Il primo ministro israeliano Benjamin Netanyahu il passo indietro l’ha dovuto fare. Troppa la gente nelle piazze a protestare per una riforma della Giustizia che è il suo cavallo di battaglia, ma che non convince a molti, ministro della Difesa compreso, che infatti è stato “licenziato”.
Per ”costruire di nuovo il nostro Paese”, parole sue, c’è dunque bisogno di un rinvio. E se rimarrà inascoltato l’appello del premier “di giungere a un accordo che riesca a comporre la controversia, c’è da scommettere che Netanyahu e il suo “giusto metodo democratico”, almeno così pensa chi è al potere, andranno avanti.
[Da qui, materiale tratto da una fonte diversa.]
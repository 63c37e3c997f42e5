//! HMAC middleware for Actix Web.
//!
//! The payment gateway signs every webhook body with HMAC-SHA256 under the shared webhook secret
//! and sends the base64 signature in the `X-Gateway-Signature` header. This middleware verifies
//! that signature before the body reaches any handler, and re-attaches the body so handlers can
//! still read it.
//!
//! When no secret is configured the middleware lets everything through, logging a warning on each
//! call. That mode exists for local development only.

use std::{
    future::{ready, Ready},
    rc::Rc,
};

use actix_http::h1;
use actix_web::{
    dev::{forward_ready, Payload, Service, ServiceRequest, ServiceResponse, Transform},
    error::{ErrorBadRequest, ErrorForbidden},
    web,
    Error,
};
use futures::future::LocalBoxFuture;
use log::{trace, warn};
use plg_common::Secret;

use crate::helpers::verify_hmac;

pub struct HmacMiddlewareFactory {
    hmac_header: String,
    key: Option<Secret<String>>,
}

impl HmacMiddlewareFactory {
    pub fn new(hmac_header: &str, key: Option<Secret<String>>) -> Self {
        HmacMiddlewareFactory { hmac_header: hmac_header.into(), key }
    }
}

impl<S, B> Transform<S, ServiceRequest> for HmacMiddlewareFactory
where
    S: Service<ServiceRequest, Response = ServiceResponse<B>, Error = Error> + 'static,
    S::Future: 'static,
    B: 'static,
{
    type Error = Error;
    type Future = Ready<Result<Self::Transform, Self::InitError>>;
    type InitError = ();
    type Response = ServiceResponse<B>;
    type Transform = HmacMiddlewareService<S>;

    fn new_transform(&self, service: S) -> Self::Future {
        ready(Ok(HmacMiddlewareService {
            hmac_header: self.hmac_header.clone(),
            key: self.key.clone(),
            service: Rc::new(service),
        }))
    }
}

pub struct HmacMiddlewareService<S> {
    hmac_header: String,
    key: Option<Secret<String>>,
    service: Rc<S>,
}

impl<S, B> Service<ServiceRequest> for HmacMiddlewareService<S>
where
    S: Service<ServiceRequest, Response = ServiceResponse<B>, Error = Error> + 'static,
    S::Future: 'static,
    B: 'static,
{
    type Error = Error;
    type Future = LocalBoxFuture<'static, Result<Self::Response, Self::Error>>;
    type Response = ServiceResponse<B>;

    forward_ready!(service);

    fn call(&self, mut req: ServiceRequest) -> Self::Future {
        let service = Rc::clone(&self.service);
        let key = self.key.clone();
        let hmac_header = self.hmac_header.clone();
        Box::pin(async move {
            trace!("🔐️ Checking HMAC for request");
            let Some(key) = key else {
                warn!("🔐️ No webhook secret is configured. Accepting the webhook UNVERIFIED.");
                return service.call(req).await;
            };
            let data = req.extract::<web::Bytes>().await.map_err(|e| {
                warn!("🔐️ Failed to extract request data: {:?}", e);
                ErrorBadRequest("Failed to extract request data.")
            })?;
            let signature = req
                .headers()
                .get(&hmac_header)
                .and_then(|v| v.to_str().ok())
                .ok_or_else(|| {
                    warn!("🔐️ No HMAC signature found in request. Denying access.");
                    ErrorForbidden("No HMAC signature found.")
                })?
                .to_string();
            if verify_hmac(key.reveal(), data.as_ref(), &signature) {
                trace!("🔐️ HMAC check for request ✅️");
                req.set_payload(bytes_to_payload(data));
                service.call(req).await
            } else {
                warn!("🔐️ Invalid HMAC signature found in request. Denying access.");
                Err(ErrorForbidden("Invalid HMAC signature."))
            }
        })
    }
}

fn bytes_to_payload(buf: web::Bytes) -> Payload {
    let (_, mut pl) = h1::Payload::create(true);
    pl.unread_data(buf);
    Payload::from(pl)
}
“Non deve esserci una guerra civile” sul disegno di legge sulle nomine giudiziarie che indebolirebbe di fatto la Corte Suprema (con la nuova legge il Parlamento, la Knesset, ribalterebbe le decisioni della Corte con una maggioranza semplice, mossa che potrebbe aprire le porte a cambi più radicali: Israele è sprovvista di una Costituzione).
E’ verità però che il Paese è diviso in due, con scioperi e manifestazioni, anche violente, ovunque, da Tel Aviv a Gerusalemme. Centinaia di migliaia di persone sono scese in strada, talmente tante che è stato chiuso anche l’aeroporto Ben Gurion di Tel Aviv.